With the Houthi attacks continuing, and given the broader operational context of returning contest and conflict at sea, SecNav said “The near-term deterrent effect of fielding TRAM in the Fleet cannot be overstated.”

“This capability will herald nothing short of a revolution in naval surface warfare logistics,” SecNav continued. The at-sea re-arming option provided by TRAM is “a game changing [capability] that will be operational within two to three years, and will make our surface navy more formidable, serving as a powerful maritime deterrent”, he said.

The importance of the capability was demonstrated by the fact that new USN Chief of Naval Operations (CNO) Admiral Lisa Franchetti visited the TRAM team at Port Hueneme in December 2023, during her first few weeks in post. “[CNO] came back impressed by both the system and the progress the team has made,” said SecNav.

TRAM is being designed to enable the at-sea loading of missile canisters into surface ship vertical launching system (VLS) cells in up to Sea State 5. It is designed to do so using existing USN underway replenishment ships.

As well as enabling USN ships to add firepower capacity at sea without having to transit over distance to reach port, TRAM provides an option to deliver firepower should access to ports be denied in crisis or conflict, for example.

A second-order effect of the development of the TRAM capability is missile capacity. “As TRAM delivers an at-sea missile re-load capability for the Fleet, we look forward to working with industry to improve our missile supply through efforts like the Naval Modular Missile [NMM] programme,” said SecNav. This programme is focused on component commonality across the USN’s missile family, to increase efficiency and resilience in manufacturing, he added.

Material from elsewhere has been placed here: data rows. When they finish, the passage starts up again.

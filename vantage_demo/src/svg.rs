// Copyright 2026 the Vantage Authors
// SPDX-License-Identifier: Apache-2.0 OR MIT

//! Minimal SVG dump utilities for `vantage_demo`.

use std::collections::HashMap;
use std::fmt::Write as _;

use kurbo::Rect;
use peniko::Brush;
use vantage_core::{Key, Shape, ShapeDiff, TextAnchor};

/// A retained shape map that mirrors one chart container.
///
/// Diffs from the reconciler are applied in order; serialization walks the
/// retained shapes sorted by `(z_index, key)` so output is deterministic.
#[derive(Debug, Default)]
pub(crate) struct SvgScene {
    shapes: HashMap<Key, (i32, Shape)>,
    view_box: Option<Rect>,
}

impl SvgScene {
    pub(crate) fn set_view_box(&mut self, view_box: Rect) {
        self.view_box = Some(view_box);
    }

    pub(crate) fn apply_diffs(&mut self, diffs: &[ShapeDiff]) {
        for diff in diffs {
            match diff {
                ShapeDiff::Enter {
                    key, z_index, new, ..
                }
                | ShapeDiff::Update {
                    key, z_index, new, ..
                } => {
                    self.shapes.insert(key.clone(), (*z_index, new.clone()));
                }
                ShapeDiff::Exit { key, .. } => {
                    self.shapes.remove(key);
                }
            }
        }
    }

    pub(crate) fn to_svg_string(&self) -> String {
        let view_box = match (self.view_box, self.content_bounds()) {
            (Some(a), Some(b)) => a.union(b),
            (Some(a), None) => a,
            (None, Some(b)) => b,
            (None, None) => Rect::new(0.0, 0.0, 100.0, 100.0),
        };

        let mut out = format!(
            concat!(
                r#"<svg xmlns="http://www.w3.org/2000/svg" viewBox="{} {} {} {}" "#,
                r#"width="{}" height="{}" preserveAspectRatio="xMinYMin meet">"#,
                "\n"
            ),
            view_box.x0,
            view_box.y0,
            view_box.width(),
            view_box.height(),
            view_box.width(),
            view_box.height()
        );

        let mut entries: Vec<_> = self.shapes.iter().collect();
        entries.sort_by(|a, b| (a.1.0, a.0).cmp(&(b.1.0, b.0)));
        for (_key, (_z, shape)) in entries {
            write_shape(&mut out, shape);
        }

        out.push_str("</svg>\n");
        out
    }

    fn content_bounds(&self) -> Option<Rect> {
        let mut bounds: Option<Rect> = None;
        for (_z, shape) in self.shapes.values() {
            let b = match shape {
                Shape::Text(t) => text_extents(t.pos.x, t.pos.y, t.font_size, t.anchor, &t.text),
                _ => shape.bounds()?,
            };
            bounds = Some(bounds.map_or(b, |r| r.union(b)));
        }
        // A padding margin so strokes at the edge survive.
        bounds.map(|r| r.inflate(10.0, 10.0))
    }
}

fn write_shape(out: &mut String, shape: &Shape) {
    // Infallible writer; the `let _` keeps fmt::Write's Result quiet.
    let _ = match shape {
        Shape::Rect(r) => write!(
            out,
            r#"<rect x="{}" y="{}" width="{}" height="{}"{}/>"#,
            r.rect.x0,
            r.rect.y0,
            r.rect.width(),
            r.rect.height(),
            paint_attrs("fill", &r.fill),
        ),
        Shape::Point(p) => write!(
            out,
            r#"<circle cx="{}" cy="{}" r="{}"{}/>"#,
            p.center.x,
            p.center.y,
            p.radius,
            paint_attrs("fill", &p.fill),
        ),
        Shape::Path(p) => {
            let stroke = if p.stroke_width > 0.0 {
                format!(
                    r#"{} stroke-width="{}""#,
                    paint_attrs("stroke", &p.stroke),
                    p.stroke_width
                )
            } else {
                String::new()
            };
            write!(
                out,
                r#"<path d="{}"{}{}/>"#,
                p.path.to_svg(),
                paint_attrs("fill", &p.fill),
                stroke,
            )
        }
        Shape::Text(t) => {
            let anchor = match t.anchor {
                TextAnchor::Start => "start",
                TextAnchor::Middle => "middle",
                TextAnchor::End => "end",
            };
            write!(
                out,
                concat!(
                    r#"<text x="{}" y="{}" font-size="{}" dominant-baseline="middle" "#,
                    r#"text-anchor="{}"{}>{}</text>"#
                ),
                t.pos.x,
                t.pos.y,
                t.font_size,
                anchor,
                paint_attrs("fill", &t.fill),
                escape_xml(&t.text),
            )
        }
    };
    out.push('\n');
}

/// Renders a brush as ` name="#rrggbb"` plus an opacity attribute when not opaque.
/// Non-solid brushes fall back to `none`.
fn paint_attrs(name: &str, brush: &Brush) -> String {
    let Brush::Solid(color) = brush else {
        return format!(r#" {name}="none""#);
    };
    let rgba = color.to_rgba8();
    let mut attrs = format!(r##" {name}="#{:02x}{:02x}{:02x}""##, rgba.r, rgba.g, rgba.b);
    if rgba.a != 255 {
        let _ = write!(attrs, r#" {name}-opacity="{}""#, f64::from(rgba.a) / 255.0);
    }
    attrs
}

/// Rough anchored text extents, assuming ~0.6em per glyph and a midline at `y`.
fn text_extents(x: f64, y: f64, font_size: f64, anchor: TextAnchor, text: &str) -> Rect {
    let width = 0.6 * font_size * text.chars().count() as f64;
    let (x0, x1) = match anchor {
        TextAnchor::Start => (x, x + width),
        TextAnchor::Middle => (x - width / 2.0, x + width / 2.0),
        TextAnchor::End => (x - width, x),
    };
    Rect::new(x0, y - 0.5 * font_size, x1, y + 0.5 * font_size)
}

fn escape_xml(s: &str) -> String {
    s.chars().fold(String::with_capacity(s.len()), |mut out, c| {
        match c {
            '&' => out.push_str("&amp;"),
            '<' => out.push_str("&lt;"),
            '>' => out.push_str("&gt;"),
            '"' => out.push_str("&quot;"),
            '\'' => out.push_str("&apos;"),
            _ => out.push(c),
        }
        out
    })
}
// Copyright 2026 the Vantage Authors
// SPDX-License-Identifier: Apache-2.0 OR MIT

//! Coordinate scales.
//!
//! Scales map data values into scene coordinates. The spec/instance split mirrors how
//! descriptors work: a spec carries domain decisions (which are per-chart policy), and
//! instantiation binds a concrete output range once the chart area is known.

extern crate alloc;

use alloc::vec::Vec;

#[cfg(not(feature = "std"))]
use crate::float::FloatExt;

/// How a numeric axis domain tracks playback.
///
/// This is a per-chart decision, declared on the descriptor and never recomputed ad
/// hoc: `Window` rescales as the playback window advances (tight but jumpy), `Global`
/// fixes the domain to the all-time maximum (stable but sparse early on).
#[derive(Clone, Copy, Debug, Default, PartialEq, Eq)]
pub enum DomainPolicy {
    /// Domain follows the maximum of the currently visible window.
    #[default]
    Window,
    /// Domain is the precomputed maximum across all time.
    Global,
}

impl DomainPolicy {
    /// Resolves the domain maximum for this policy.
    ///
    /// Falls back to the window maximum when no global maximum was precomputed, and to
    /// `1.0` when there is nothing visible at all, so a degenerate domain never reaches
    /// the scales.
    pub fn resolve_max(&self, window_max: Option<f64>, global_max: Option<f64>) -> f64 {
        let max = match self {
            Self::Window => window_max,
            Self::Global => global_max.or(window_max),
        };
        match max {
            Some(m) if m > 0.0 => m,
            _ => 1.0,
        }
    }
}

/// A linear mapping from a continuous domain to a continuous range.
#[derive(Clone, Copy, Debug, PartialEq)]
pub struct ScaleLinear {
    domain: (f64, f64),
    range: (f64, f64),
}

impl ScaleLinear {
    /// Creates a scale mapping `domain` values onto `range` values.
    pub fn new(domain: (f64, f64), range: (f64, f64)) -> Self {
        Self { domain, range }
    }

    /// Maps a value from domain space into range space.
    ///
    /// A zero-extent domain maps everything to the start of the range.
    pub fn map(&self, x: f64) -> f64 {
        let (d0, d1) = self.domain;
        let (r0, r1) = self.range;
        if d1 - d0 == 0.0 {
            return r0;
        }
        r0 + (x - d0) / (d1 - d0) * (r1 - r0)
    }

    /// Returns the configured domain.
    pub fn domain(&self) -> (f64, f64) {
        self.domain
    }

    /// Returns round-numbered tick values covering the domain.
    pub fn ticks(&self, count: usize) -> Vec<f64> {
        nice_ticks(self.domain.0, self.domain.1, count)
    }
}

/// Specification for a linear scale: a domain and whether to round it outward to tick
/// boundaries before instantiation.
#[derive(Clone, Copy, Debug, PartialEq)]
pub struct ScaleLinearSpec {
    /// Domain in data units.
    pub domain: (f64, f64),
    /// Round the domain outward to nice tick boundaries.
    pub nice: bool,
}

impl ScaleLinearSpec {
    /// Creates a linear scale spec.
    pub fn new(domain: (f64, f64)) -> Self {
        Self {
            domain,
            nice: false,
        }
    }

    /// Enables nice-domain rounding.
    pub fn with_nice(mut self, nice: bool) -> Self {
        self.nice = nice;
        self
    }

    /// Instantiates a concrete scale for an output range, applying `nice` if set.
    pub fn instantiate(&self, range: (f64, f64), tick_count: usize) -> ScaleLinear {
        let domain = if self.nice {
            let ticks = nice_ticks(self.domain.0, self.domain.1, tick_count);
            match (ticks.first(), ticks.last()) {
                (Some(&lo), Some(&hi)) if lo != hi => (lo, hi),
                _ => self.domain,
            }
        } else {
            self.domain
        };
        ScaleLinear::new(domain, range)
    }
}

/// A discrete band scale for categorical charts.
#[derive(Clone, Copy, Debug, PartialEq)]
pub struct ScaleBand {
    range: (f64, f64),
    count: usize,
    padding_inner: f64,
    padding_outer: f64,
}

impl ScaleBand {
    /// Creates a band scale covering `count` bands over `range` with default padding.
    pub fn new(range: (f64, f64), count: usize) -> Self {
        Self {
            range,
            count,
            padding_inner: 0.1,
            padding_outer: 0.1,
        }
    }

    /// Sets inner and outer padding, in band-width units.
    pub fn with_padding(mut self, inner: f64, outer: f64) -> Self {
        self.padding_inner = inner.max(0.0);
        self.padding_outer = outer.max(0.0);
        self
    }

    /// Returns the number of bands.
    pub fn count(&self) -> usize {
        self.count
    }

    /// Returns the computed width of one band.
    pub fn band_width(&self) -> f64 {
        let n = self.count as f64;
        if n <= 0.0 {
            return 0.0;
        }
        let span = (self.range.1 - self.range.0).abs();
        let denom = n + self.padding_inner * (n - 1.0) + 2.0 * self.padding_outer;
        if denom == 0.0 { 0.0 } else { span / denom }
    }

    /// Returns the leading edge of the band at `index`.
    pub fn x(&self, index: usize) -> f64 {
        let bw = self.band_width();
        let step = bw * (1.0 + self.padding_inner);
        let start = self.range.0.min(self.range.1);
        start + bw * self.padding_outer + step * index as f64
    }
}

/// Specification for a band scale (count and padding, no range yet).
#[derive(Clone, Copy, Debug, PartialEq)]
pub struct ScaleBandSpec {
    /// Number of bands.
    pub count: usize,
    /// Inner padding in band units.
    pub padding_inner: f64,
    /// Outer padding in band units.
    pub padding_outer: f64,
}

impl ScaleBandSpec {
    /// Creates a band scale spec with default padding.
    pub fn new(count: usize) -> Self {
        Self {
            count,
            padding_inner: 0.1,
            padding_outer: 0.1,
        }
    }

    /// Instantiates a concrete scale for an output range.
    pub fn instantiate(&self, range: (f64, f64)) -> ScaleBand {
        ScaleBand::new(range, self.count).with_padding(self.padding_inner, self.padding_outer)
    }
}

/// A discrete point scale: evenly spaced positions without width.
#[derive(Clone, Copy, Debug, PartialEq)]
pub struct ScalePoint {
    range: (f64, f64),
    count: usize,
    padding: f64,
}

impl ScalePoint {
    /// Creates a point scale with half-step outer padding.
    pub fn new(range: (f64, f64), count: usize) -> Self {
        Self {
            range,
            count,
            padding: 0.5,
        }
    }

    /// Returns the position of the point at `index`.
    pub fn x(&self, index: usize) -> f64 {
        let n = self.count as f64;
        let start = self.range.0.min(self.range.1);
        if n <= 1.0 {
            // A single point sits mid-range.
            return start + (self.range.1 - self.range.0).abs() / 2.0;
        }
        let span = (self.range.1 - self.range.0).abs();
        let step = span / ((n - 1.0) + 2.0 * self.padding);
        start + self.padding * step + step * index as f64
    }
}

/// Round-numbered ticks covering `[lo, hi]`, snapped outward to step multiples.
fn nice_ticks(lo: f64, hi: f64, count: usize) -> Vec<f64> {
    if count == 0 {
        return Vec::new();
    }
    let (lo, hi) = if lo <= hi { (lo, hi) } else { (hi, lo) };
    if lo == hi {
        return alloc::vec![lo];
    }
    let step = nice_step((hi - lo) / count as f64);
    if step == 0.0 {
        return alloc::vec![lo, hi];
    }

    let first = (lo / step).floor() * step;
    let mut ticks = Vec::new();
    let mut i = 0_u32;
    loop {
        let v = first + step * f64::from(i);
        ticks.push(v);
        // Runaway guard for pathological step/span ratios.
        if v >= hi || !v.is_finite() || i >= 10_000 {
            break;
        }
        i += 1;
    }
    ticks
}

/// Snaps a raw step to the nearest 1/2/5/10 multiple of its power of ten.
fn nice_step(raw: f64) -> f64 {
    if !raw.is_finite() || raw <= 0.0 {
        return 0.0;
    }
    let magnitude = 10_f64.powf(raw.log10().floor());
    let factor = match raw / magnitude {
        r if r >= 7.5 => 10.0,
        r if r >= 3.5 => 5.0,
        r if r >= 1.5 => 2.0,
        _ => 1.0,
    };
    factor * magnitude
}

#[cfg(test)]
mod tests {
    extern crate std;

    use super::*;

    #[test]
    fn linear_maps_endpoints_and_degenerate_domains() {
        let s = ScaleLinear::new((0.0, 10.0), (100.0, 0.0));
        assert_eq!(s.map(0.0), 100.0);
        assert_eq!(s.map(10.0), 0.0);
        let flat = ScaleLinear::new((5.0, 5.0), (100.0, 0.0));
        assert_eq!(flat.map(5.0), 100.0);
    }

    #[test]
    fn band_positions_are_monotonic_and_padded() {
        let b = ScaleBand::new((0.0, 100.0), 4);
        assert!(b.band_width() > 0.0);
        assert!(b.x(0) < b.x(1));
        assert!(b.x(0) > 0.0, "outer padding offsets the first band");
    }

    #[test]
    fn single_point_sits_mid_range() {
        let p = ScalePoint::new((0.0, 100.0), 1);
        assert_eq!(p.x(0), 50.0);
    }

    #[test]
    fn window_policy_follows_visible_max() {
        let policy = DomainPolicy::Window;
        assert_eq!(policy.resolve_max(Some(10.0), Some(99.0)), 10.0);
        assert_eq!(DomainPolicy::Global.resolve_max(Some(10.0), Some(99.0)), 99.0);
        // Nothing visible: clamp to a viable domain instead of 0/NaN.
        assert_eq!(policy.resolve_max(None, None), 1.0);
    }
}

The development of programmes like TRAM and NMM are the kinds of innovations industry needs to be thinking about, SecNav challenged. “As we stand at the crossroads of strategic competition, innovation is no longer a luxury: it’s a necessity. Innovation is key to unlocking our potential and maintaining our competitive edge,” he said, adding that industry needs to provide solutions “that can fix problems we face not 10 years from now, [but] that we face today.”

“This issue about re-arming our destroyers in the Red Sea today is far more relevant, I assure you, than it was a year ago when we first started thinking about this,” SecNav concluded.